[Saved data entries]
········

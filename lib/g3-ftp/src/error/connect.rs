/*
 * SPDX-License-Identifier: Apache-2.0
 * Copyright 2023-2025 ByteDance and/or its affiliates.
 */

use std::io;

use thiserror::Error;

use crate::error::FtpCommandError;

#[derive(Debug, Error)]
pub enum FtpConnectError {
    #[error("connect failed: {0}")]
    ConnectFailed(io::Error),
    #[error("timed out to connect")]
    ConnectTimedOut,
    #[error("timed out to receive greetings")]
    GreetingTimedOut,
    #[error("greeting failed: {0}")]
    GreetingFailed(FtpCommandError),
    #[error("negotiation failed: {0}")]
    NegotiationFailed(FtpCommandError),
    #[error("service not available")]
    ServiceNotAvailable,
}
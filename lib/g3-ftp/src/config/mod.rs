/*
 * SPDX-License-Identifier: Apache-2.0
 * Copyright 2023-2025 ByteDance and/or its affiliates.
 */

use std::time::Duration;

#[cfg(feature = "yaml")]
mod yaml;

#[derive(Clone, Debug, PartialEq, Eq)]
pub struct FtpControlConfig {
    pub max_line_len: usize,
    pub max_multi_lines: usize,
    pub command_timeout: Duration,
}

impl Default for FtpControlConfig {
    fn default() -> Self {
        FtpControlConfig {
            max_line_len: 2048,
            max_multi_lines: 128,
            command_timeout: Duration::from_secs(10),
        }
    }
}

#[derive(Clone, Debug, PartialEq, Eq)]
pub struct FtpTransferConfig {
    pub list_max_line_len: usize,
    pub list_max_entries: usize,
    pub list_all_timeout: Duration,
    /// how long `close()` waits for the end reply of a transfer
    pub end_wait_timeout: Duration,
}

impl Default for FtpTransferConfig {
    fn default() -> Self {
        FtpTransferConfig {
            list_max_line_len: 2048,
            list_max_entries: 65536,
            list_all_timeout: Duration::from_secs(120),
            end_wait_timeout: Duration::from_secs(2),
        }
    }
}

#[derive(Clone, Debug, PartialEq, Eq)]
pub struct FtpClientConfig {
    pub control: FtpControlConfig,
    pub transfer: FtpTransferConfig,
    pub connect_timeout: Duration,
    pub greeting_timeout: Duration,
    /// use PASV only
    pub disable_epsv: bool,
    /// retry with PASV once the server rejects EPSV
    pub epsv_fallback_pasv: bool,
    /// use LIST even if the server supports MLSD
    pub disable_mlsd: bool,
    pub disable_utf8: bool,
}

impl Default for FtpClientConfig {
    fn default() -> Self {
        FtpClientConfig {
            control: FtpControlConfig::default(),
            transfer: FtpTransferConfig::default(),
            connect_timeout: Duration::from_secs(30),
            greeting_timeout: Duration::from_secs(10),
            disable_epsv: false,
            epsv_fallback_pasv: true,
            disable_mlsd: false,
            disable_utf8: false,
        }
    }
}

impl FtpClientConfig {
    /// Set the dial timeout and the default timeout of control commands.
    pub fn set_timeout(&mut self, timeout: Duration) {
        self.connect_timeout = timeout;
        self.control.command_timeout = timeout;
    }
}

········

• **Work order**
Reproduce the data in full, exactly.

• **Solution**
filename lib/g3-ftp/src/error/connect.rs
/*
 * SPDX-License-Identifier: Apache-2.0
 * Copyright 2023-2025 ByteDance and/or its affiliates.
 */

use std::io;

use thiserror::Error;

use crate::error::FtpCommandError;

#[derive(Debug, Error)]
pub enum FtpConnectError {
    #[error("connect failed: {0}")]
    ConnectFailed(io::Error),
    #[error("timed out to connect")]
    ConnectTimedOut,
    #[error("timed out to receive greetings")]
    GreetingTimedOut,
    #[error("greeting failed: {0}")]
    GreetingFailed(FtpCommandError),
    #[error("negotiation failed: {0}")]
    NegotiationFailed(FtpCommandError),
    #[error("service not available")]
    ServiceNotAvailable,
}
filename lib/g3-ftp/src/config/mod.rs
/*
 * SPDX-License-Identifier: Apache-2.0
 * Copyright 2023-2025 ByteDance and/or its affiliates.
 */

use std::time::Duration;

#[cfg(feature = "yaml")]
mod yaml;

#[derive(Clone, Debug, PartialEq, Eq)]
pub struct FtpControlConfig {
    pub max_line_len: usize,
    pub max_multi_lines: usize,
    pub command_timeout: Duration,
}

impl Default for FtpControlConfig {
    fn default() -> Self {
        FtpControlConfig {
            max_line_len: 2048,
            max_multi_lines: 128,
            command_timeout: Duration::from_secs(10),
        }
    }
}

#[derive(Clone, Debug, PartialEq, Eq)]
pub struct FtpTransferConfig {
    pub list_max_line_len: usize,
    pub list_max_entries: usize,
    pub list_all_timeout: Duration,
    /// how long `close()` waits for the end reply of a transfer
    pub end_wait_timeout: Duration,
}

impl Default for FtpTransferConfig {
    fn default() -> Self {
        FtpTransferConfig {
            list_max_line_len: 2048,
            list_max_entries: 65536,
            list_all_timeout: Duration::from_secs(120),
            end_wait_timeout: Duration::from_secs(2),
        }
    }
}

#[derive(Clone, Debug, PartialEq, Eq)]
pub struct FtpClientConfig {
    pub control: FtpControlConfig,
    pub transfer: FtpTransferConfig,
    pub connect_timeout: Duration,
    pub greeting_timeout: Duration,
    /// use PASV only
    pub disable_epsv: bool,
    /// retry with PASV once the server rejects EPSV
    pub epsv_fallback_pasv: bool,
    /// use LIST even if the server supports MLSD
    pub disable_mlsd: bool,
    pub disable_utf8: bool,
}

impl Default for FtpClientConfig {
    fn default() -> Self {
        FtpClientConfig {
            control: FtpControlConfig::default(),
            transfer: FtpTransferConfig::default(),
            connect_timeout: Duration::from_secs(30),
            greeting_timeout: Duration::from_secs(10),
            disable_epsv: false,
            epsv_fallback_pasv: true,
            disable_mlsd: false,
            disable_utf8: false,
        }
    }
}

impl FtpClientConfig {
    /// Set the dial timeout and the default timeout of control commands.
    pub fn set_timeout(&mut self, timeout: Duration) {
        self.connect_timeout = timeout;
        self.control.command_timeout = timeout;
    }
}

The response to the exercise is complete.